START GIVEN RECORDS

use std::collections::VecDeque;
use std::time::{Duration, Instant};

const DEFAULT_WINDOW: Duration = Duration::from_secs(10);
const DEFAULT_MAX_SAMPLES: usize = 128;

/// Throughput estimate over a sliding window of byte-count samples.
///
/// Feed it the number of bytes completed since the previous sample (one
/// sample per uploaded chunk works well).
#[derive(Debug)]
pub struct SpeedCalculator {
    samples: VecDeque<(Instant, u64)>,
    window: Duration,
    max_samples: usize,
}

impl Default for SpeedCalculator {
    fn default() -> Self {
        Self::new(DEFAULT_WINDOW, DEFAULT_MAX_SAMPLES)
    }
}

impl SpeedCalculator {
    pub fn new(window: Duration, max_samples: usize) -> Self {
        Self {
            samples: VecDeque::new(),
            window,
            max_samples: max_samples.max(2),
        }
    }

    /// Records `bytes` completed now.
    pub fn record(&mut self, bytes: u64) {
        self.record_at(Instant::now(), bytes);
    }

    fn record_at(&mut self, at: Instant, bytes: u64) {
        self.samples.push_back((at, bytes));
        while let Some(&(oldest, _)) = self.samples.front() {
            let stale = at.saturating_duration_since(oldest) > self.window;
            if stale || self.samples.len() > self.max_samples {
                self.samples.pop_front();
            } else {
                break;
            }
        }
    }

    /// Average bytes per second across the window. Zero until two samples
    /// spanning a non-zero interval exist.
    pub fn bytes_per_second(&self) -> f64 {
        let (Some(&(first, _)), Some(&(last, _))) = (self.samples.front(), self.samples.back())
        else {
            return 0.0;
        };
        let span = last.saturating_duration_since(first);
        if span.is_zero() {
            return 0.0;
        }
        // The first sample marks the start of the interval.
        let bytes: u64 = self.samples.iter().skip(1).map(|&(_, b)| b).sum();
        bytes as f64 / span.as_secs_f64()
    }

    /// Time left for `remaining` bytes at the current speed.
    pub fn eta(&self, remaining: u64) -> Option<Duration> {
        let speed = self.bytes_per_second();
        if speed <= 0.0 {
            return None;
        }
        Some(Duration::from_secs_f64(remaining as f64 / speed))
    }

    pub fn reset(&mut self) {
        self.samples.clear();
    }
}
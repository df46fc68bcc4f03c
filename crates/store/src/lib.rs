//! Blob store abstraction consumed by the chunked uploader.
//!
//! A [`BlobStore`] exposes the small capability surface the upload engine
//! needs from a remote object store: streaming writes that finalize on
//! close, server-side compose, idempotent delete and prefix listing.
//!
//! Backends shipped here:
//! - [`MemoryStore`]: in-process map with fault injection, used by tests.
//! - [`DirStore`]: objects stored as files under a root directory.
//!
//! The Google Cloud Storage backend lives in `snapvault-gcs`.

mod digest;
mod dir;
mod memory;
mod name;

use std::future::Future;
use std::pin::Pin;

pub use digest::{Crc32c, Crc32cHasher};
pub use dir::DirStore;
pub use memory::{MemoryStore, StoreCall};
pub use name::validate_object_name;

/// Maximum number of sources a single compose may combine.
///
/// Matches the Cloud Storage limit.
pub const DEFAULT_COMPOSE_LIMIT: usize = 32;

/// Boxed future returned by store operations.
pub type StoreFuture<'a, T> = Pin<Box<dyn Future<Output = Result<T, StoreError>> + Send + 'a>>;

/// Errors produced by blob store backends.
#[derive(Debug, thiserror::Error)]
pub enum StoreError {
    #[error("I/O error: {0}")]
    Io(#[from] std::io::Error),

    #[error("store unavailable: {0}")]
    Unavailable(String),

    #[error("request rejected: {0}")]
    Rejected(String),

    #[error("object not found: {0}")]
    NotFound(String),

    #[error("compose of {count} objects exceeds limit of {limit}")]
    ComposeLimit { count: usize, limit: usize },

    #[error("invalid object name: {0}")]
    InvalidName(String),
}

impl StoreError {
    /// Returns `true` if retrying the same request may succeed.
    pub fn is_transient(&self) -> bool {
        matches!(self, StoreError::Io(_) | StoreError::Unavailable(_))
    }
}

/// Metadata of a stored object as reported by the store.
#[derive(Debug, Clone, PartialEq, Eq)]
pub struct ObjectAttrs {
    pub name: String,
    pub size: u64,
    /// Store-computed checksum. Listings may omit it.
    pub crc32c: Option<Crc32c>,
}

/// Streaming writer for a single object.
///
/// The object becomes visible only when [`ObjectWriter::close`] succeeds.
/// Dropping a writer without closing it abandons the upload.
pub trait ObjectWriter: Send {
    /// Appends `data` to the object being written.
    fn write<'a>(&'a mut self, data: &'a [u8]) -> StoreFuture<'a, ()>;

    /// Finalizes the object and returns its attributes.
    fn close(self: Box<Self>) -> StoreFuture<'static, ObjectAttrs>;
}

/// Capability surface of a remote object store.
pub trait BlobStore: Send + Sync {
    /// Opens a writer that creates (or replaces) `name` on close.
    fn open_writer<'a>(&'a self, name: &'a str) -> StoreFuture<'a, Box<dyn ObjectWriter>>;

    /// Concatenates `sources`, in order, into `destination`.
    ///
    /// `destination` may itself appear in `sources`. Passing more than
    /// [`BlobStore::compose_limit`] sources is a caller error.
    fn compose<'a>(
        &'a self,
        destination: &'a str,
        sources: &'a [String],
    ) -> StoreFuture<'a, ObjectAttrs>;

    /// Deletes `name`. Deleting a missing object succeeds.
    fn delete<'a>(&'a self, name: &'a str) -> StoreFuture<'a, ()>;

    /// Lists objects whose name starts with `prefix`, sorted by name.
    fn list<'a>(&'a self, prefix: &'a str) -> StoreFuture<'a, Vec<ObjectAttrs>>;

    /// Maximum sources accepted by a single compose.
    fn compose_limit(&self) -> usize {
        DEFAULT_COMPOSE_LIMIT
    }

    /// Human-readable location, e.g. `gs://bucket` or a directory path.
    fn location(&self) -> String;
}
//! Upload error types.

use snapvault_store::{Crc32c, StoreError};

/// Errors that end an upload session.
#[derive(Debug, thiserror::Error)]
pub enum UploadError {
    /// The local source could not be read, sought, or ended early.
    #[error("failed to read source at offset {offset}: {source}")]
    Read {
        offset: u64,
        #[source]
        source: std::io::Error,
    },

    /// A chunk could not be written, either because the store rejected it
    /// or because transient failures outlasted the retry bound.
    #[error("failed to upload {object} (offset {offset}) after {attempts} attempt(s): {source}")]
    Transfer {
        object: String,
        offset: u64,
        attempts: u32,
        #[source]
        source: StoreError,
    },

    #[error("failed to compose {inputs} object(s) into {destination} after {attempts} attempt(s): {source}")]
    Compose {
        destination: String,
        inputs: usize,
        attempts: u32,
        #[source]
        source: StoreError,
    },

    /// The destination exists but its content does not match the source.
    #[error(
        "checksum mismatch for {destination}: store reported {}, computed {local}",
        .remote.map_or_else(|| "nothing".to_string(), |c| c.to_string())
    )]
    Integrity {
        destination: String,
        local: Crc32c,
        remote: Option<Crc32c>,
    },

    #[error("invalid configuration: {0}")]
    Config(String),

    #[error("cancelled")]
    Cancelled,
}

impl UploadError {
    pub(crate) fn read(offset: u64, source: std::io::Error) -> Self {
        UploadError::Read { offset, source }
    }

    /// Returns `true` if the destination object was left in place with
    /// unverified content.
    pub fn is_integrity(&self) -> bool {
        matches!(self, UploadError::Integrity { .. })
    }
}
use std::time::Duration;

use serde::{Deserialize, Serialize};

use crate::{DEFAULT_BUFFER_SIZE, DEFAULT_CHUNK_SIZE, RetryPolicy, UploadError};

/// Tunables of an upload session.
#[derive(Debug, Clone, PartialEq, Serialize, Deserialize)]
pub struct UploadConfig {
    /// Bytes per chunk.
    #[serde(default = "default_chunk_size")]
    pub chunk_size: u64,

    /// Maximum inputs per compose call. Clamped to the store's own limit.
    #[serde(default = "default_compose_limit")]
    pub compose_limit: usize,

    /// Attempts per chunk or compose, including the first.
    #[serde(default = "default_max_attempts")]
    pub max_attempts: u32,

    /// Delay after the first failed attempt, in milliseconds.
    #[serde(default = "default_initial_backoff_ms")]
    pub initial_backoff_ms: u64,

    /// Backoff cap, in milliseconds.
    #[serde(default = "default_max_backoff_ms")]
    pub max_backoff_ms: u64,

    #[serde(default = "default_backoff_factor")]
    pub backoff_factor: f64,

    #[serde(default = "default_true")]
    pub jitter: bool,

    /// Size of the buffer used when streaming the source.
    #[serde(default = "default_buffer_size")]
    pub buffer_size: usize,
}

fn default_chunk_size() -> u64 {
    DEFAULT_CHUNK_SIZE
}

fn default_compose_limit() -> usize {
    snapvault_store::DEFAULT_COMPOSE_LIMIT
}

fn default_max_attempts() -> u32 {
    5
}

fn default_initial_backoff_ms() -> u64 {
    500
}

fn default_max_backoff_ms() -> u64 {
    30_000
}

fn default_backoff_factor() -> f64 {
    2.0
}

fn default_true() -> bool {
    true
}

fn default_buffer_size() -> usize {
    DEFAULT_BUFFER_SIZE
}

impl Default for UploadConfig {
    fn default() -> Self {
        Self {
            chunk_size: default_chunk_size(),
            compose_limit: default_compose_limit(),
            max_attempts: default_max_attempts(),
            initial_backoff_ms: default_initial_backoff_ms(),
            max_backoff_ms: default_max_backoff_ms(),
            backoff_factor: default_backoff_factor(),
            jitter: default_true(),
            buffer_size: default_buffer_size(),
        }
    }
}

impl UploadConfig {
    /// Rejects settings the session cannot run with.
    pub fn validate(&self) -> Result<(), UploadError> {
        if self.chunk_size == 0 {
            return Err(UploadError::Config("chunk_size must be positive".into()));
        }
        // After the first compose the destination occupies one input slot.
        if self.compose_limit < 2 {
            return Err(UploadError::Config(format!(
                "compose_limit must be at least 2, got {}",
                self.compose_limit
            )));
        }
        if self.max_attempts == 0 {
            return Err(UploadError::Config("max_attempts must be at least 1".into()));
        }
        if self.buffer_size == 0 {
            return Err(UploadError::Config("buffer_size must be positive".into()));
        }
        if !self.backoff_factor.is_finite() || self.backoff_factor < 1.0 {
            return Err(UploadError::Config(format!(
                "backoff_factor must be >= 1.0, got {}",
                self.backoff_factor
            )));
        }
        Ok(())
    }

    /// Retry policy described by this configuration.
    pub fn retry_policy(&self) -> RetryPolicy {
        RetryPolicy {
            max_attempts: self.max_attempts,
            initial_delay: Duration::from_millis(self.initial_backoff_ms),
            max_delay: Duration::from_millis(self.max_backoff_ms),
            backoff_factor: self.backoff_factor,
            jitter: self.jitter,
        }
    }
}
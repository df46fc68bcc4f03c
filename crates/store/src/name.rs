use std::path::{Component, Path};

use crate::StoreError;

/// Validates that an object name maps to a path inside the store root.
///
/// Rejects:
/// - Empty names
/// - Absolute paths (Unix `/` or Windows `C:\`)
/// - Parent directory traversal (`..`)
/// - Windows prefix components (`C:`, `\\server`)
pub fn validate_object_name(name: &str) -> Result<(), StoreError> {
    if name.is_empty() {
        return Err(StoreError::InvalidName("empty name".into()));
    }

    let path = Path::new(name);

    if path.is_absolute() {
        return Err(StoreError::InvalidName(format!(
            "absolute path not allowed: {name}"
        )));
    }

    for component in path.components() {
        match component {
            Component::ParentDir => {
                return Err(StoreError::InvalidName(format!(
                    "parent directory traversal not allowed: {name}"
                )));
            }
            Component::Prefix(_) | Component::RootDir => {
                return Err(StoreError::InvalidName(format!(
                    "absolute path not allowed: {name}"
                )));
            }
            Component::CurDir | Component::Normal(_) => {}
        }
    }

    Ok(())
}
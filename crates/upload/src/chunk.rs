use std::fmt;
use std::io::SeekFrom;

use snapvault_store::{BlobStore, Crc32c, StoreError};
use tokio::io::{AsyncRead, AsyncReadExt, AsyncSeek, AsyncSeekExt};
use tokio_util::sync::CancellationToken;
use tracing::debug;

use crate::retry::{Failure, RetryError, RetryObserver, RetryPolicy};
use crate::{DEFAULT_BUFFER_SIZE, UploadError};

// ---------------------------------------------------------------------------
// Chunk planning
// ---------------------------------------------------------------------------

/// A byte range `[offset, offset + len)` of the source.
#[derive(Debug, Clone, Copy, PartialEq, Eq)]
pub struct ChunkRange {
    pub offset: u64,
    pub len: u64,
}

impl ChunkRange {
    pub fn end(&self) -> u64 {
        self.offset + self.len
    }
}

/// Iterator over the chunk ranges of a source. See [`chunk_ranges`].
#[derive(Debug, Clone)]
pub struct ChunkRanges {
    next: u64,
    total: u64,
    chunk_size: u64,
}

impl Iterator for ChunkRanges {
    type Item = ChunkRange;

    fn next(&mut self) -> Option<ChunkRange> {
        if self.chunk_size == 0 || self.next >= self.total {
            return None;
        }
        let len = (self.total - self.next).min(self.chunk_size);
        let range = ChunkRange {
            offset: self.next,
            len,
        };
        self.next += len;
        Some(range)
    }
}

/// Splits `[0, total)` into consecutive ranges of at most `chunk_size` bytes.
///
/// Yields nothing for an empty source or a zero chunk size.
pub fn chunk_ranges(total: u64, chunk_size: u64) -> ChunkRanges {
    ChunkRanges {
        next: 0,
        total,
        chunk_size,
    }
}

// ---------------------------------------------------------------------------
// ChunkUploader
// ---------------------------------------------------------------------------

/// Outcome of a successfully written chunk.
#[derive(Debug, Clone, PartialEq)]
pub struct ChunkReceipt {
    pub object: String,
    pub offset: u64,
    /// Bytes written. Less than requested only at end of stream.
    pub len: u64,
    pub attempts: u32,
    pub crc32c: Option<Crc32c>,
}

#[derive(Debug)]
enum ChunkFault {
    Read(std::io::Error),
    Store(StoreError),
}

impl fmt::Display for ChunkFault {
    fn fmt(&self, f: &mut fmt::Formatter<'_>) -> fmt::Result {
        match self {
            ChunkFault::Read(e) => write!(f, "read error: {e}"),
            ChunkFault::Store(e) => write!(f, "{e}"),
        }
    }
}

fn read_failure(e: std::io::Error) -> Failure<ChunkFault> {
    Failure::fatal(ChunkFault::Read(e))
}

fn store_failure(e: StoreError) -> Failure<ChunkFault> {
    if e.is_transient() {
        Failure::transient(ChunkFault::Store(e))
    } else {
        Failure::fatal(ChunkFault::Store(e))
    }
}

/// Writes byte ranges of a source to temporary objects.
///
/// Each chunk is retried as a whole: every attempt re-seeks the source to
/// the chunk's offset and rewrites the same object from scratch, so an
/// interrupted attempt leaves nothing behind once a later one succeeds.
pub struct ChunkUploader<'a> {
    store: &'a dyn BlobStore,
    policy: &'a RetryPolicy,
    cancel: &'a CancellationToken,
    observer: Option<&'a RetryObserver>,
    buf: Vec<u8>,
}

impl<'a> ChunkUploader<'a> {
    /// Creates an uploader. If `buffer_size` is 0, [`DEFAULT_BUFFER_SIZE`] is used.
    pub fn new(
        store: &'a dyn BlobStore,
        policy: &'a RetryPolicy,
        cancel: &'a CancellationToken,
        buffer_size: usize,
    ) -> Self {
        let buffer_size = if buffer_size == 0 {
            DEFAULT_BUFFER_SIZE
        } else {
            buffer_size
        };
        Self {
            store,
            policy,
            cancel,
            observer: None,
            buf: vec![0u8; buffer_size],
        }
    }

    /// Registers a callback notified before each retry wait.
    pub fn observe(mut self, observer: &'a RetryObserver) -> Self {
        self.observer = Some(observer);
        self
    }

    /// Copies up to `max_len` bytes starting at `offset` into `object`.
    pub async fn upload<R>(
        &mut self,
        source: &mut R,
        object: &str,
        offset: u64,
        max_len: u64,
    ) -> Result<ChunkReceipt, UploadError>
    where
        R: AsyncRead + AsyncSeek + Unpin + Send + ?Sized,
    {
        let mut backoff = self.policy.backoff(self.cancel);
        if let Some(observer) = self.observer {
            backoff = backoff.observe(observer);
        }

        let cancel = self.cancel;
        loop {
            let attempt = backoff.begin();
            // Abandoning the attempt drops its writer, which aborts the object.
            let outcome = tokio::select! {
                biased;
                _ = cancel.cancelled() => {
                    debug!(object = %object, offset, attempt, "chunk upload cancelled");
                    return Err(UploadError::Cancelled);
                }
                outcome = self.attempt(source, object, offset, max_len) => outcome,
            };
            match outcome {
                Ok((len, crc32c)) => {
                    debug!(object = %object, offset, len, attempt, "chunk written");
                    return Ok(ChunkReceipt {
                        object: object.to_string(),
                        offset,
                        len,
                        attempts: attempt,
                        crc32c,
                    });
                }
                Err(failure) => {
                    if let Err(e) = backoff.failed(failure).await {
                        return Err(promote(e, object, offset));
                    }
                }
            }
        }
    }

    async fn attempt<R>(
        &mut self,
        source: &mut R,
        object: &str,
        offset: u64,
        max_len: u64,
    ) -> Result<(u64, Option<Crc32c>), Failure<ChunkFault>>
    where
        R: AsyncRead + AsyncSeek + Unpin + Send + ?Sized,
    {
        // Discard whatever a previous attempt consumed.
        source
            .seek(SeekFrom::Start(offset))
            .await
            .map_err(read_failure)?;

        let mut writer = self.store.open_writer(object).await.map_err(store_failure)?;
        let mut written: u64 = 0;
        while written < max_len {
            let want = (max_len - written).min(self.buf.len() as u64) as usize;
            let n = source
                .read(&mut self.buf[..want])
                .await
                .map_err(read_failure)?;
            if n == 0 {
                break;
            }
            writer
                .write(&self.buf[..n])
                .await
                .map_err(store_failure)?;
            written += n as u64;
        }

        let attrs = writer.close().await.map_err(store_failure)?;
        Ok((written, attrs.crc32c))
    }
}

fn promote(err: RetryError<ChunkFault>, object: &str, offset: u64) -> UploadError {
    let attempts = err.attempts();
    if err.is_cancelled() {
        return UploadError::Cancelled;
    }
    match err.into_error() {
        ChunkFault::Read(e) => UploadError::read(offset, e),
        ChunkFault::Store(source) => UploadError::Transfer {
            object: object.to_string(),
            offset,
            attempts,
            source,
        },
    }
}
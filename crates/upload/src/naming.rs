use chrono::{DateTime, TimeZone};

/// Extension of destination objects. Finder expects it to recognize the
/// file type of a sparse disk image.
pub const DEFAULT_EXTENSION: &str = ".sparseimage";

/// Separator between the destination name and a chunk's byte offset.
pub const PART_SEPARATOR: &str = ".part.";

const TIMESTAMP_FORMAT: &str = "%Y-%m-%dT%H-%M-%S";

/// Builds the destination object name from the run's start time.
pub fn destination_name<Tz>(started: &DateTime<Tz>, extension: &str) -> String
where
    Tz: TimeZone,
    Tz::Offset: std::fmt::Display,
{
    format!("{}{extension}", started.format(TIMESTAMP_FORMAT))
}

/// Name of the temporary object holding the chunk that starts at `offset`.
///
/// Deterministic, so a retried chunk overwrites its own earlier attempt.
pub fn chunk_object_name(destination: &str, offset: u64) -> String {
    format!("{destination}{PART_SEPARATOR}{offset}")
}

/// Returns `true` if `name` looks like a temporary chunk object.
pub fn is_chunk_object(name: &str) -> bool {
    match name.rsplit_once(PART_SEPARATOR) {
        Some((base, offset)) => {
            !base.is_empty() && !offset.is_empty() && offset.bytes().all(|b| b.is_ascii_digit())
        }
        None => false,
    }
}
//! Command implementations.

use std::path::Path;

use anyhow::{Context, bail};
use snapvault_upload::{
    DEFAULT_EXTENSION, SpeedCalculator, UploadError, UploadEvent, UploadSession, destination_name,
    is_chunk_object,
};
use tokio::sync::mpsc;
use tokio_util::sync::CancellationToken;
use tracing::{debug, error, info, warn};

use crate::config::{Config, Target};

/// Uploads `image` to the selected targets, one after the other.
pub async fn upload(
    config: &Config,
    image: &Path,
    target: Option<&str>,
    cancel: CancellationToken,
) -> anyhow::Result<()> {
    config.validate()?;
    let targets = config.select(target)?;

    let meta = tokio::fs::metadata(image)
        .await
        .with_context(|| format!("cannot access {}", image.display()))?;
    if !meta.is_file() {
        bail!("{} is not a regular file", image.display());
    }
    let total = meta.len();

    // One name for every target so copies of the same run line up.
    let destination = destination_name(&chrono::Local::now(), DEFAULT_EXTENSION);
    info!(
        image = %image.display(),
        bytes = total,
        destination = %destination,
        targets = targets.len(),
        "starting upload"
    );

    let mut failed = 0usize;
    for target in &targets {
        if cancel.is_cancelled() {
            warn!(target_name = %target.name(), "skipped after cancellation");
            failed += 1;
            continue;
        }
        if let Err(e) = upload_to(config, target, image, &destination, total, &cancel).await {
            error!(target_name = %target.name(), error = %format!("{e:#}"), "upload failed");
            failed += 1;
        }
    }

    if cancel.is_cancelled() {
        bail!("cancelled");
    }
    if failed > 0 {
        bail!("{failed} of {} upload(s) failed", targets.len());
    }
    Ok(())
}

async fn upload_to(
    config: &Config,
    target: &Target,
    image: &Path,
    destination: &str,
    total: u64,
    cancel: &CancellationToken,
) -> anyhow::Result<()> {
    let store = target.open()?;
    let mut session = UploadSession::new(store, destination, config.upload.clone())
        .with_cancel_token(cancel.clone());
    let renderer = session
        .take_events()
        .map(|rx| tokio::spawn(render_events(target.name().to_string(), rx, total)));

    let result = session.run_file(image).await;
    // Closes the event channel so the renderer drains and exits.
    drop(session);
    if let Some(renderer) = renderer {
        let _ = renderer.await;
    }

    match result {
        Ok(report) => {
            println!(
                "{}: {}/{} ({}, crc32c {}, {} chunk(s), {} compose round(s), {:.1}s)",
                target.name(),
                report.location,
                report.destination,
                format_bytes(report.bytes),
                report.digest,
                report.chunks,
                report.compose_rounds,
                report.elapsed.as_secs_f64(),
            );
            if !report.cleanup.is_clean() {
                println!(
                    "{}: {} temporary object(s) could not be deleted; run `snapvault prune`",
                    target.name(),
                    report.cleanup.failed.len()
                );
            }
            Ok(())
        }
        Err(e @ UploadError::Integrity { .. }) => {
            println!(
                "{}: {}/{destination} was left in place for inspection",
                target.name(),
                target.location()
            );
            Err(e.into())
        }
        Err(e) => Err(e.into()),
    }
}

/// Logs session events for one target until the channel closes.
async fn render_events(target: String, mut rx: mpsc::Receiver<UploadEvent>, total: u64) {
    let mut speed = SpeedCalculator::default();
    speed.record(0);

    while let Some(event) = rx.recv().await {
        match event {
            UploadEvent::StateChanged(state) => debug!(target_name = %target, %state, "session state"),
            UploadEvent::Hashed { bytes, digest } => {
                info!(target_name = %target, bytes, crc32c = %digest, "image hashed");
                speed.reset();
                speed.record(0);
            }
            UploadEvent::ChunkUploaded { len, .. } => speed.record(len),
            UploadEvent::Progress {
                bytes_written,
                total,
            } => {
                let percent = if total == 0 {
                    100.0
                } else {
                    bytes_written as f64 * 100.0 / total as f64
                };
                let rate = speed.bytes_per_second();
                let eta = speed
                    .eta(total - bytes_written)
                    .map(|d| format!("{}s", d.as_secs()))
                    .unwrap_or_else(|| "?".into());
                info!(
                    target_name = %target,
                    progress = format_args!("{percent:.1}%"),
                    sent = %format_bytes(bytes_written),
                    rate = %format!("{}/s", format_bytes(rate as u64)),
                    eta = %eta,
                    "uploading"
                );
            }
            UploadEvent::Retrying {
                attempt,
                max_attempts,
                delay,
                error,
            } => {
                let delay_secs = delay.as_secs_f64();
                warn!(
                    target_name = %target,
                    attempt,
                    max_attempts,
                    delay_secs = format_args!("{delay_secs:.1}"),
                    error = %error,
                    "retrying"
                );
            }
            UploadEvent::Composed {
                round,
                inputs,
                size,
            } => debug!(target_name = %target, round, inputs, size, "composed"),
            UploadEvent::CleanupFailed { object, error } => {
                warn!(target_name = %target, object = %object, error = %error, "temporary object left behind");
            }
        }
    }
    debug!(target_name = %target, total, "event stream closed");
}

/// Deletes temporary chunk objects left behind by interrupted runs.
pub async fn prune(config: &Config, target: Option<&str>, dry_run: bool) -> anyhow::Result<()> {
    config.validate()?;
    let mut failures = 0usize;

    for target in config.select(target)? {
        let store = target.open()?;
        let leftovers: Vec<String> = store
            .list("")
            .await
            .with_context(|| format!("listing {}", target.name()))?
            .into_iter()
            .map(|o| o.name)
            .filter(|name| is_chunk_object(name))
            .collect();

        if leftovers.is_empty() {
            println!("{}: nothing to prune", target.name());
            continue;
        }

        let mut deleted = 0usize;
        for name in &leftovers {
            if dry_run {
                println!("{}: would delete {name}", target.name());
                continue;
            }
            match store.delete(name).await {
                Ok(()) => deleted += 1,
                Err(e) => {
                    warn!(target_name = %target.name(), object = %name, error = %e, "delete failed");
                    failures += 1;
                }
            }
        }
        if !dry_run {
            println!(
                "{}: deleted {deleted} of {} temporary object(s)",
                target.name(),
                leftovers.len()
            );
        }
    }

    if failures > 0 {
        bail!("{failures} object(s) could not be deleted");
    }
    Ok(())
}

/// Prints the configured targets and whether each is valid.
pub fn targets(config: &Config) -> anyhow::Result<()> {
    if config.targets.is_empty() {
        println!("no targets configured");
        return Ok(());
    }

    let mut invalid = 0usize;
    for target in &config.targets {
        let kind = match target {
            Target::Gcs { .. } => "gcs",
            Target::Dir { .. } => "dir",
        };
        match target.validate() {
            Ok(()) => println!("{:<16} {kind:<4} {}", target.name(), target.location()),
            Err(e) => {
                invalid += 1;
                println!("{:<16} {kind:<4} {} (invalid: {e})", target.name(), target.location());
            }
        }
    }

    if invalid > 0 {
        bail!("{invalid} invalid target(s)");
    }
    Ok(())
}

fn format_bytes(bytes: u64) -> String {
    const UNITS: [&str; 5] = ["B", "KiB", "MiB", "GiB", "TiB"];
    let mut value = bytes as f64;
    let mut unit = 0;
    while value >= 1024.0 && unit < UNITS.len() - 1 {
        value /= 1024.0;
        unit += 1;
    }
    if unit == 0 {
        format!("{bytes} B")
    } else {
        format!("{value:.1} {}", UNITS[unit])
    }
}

END GIVEN RECORDS

**YOUR ASSIGNMENT**.
Search the entries for the string "traversal" and copy each line where it occurs.

**TASK RESULT**.
/// - Parent directory traversal (`..`)
                    "parent directory traversal not allowed: {name}"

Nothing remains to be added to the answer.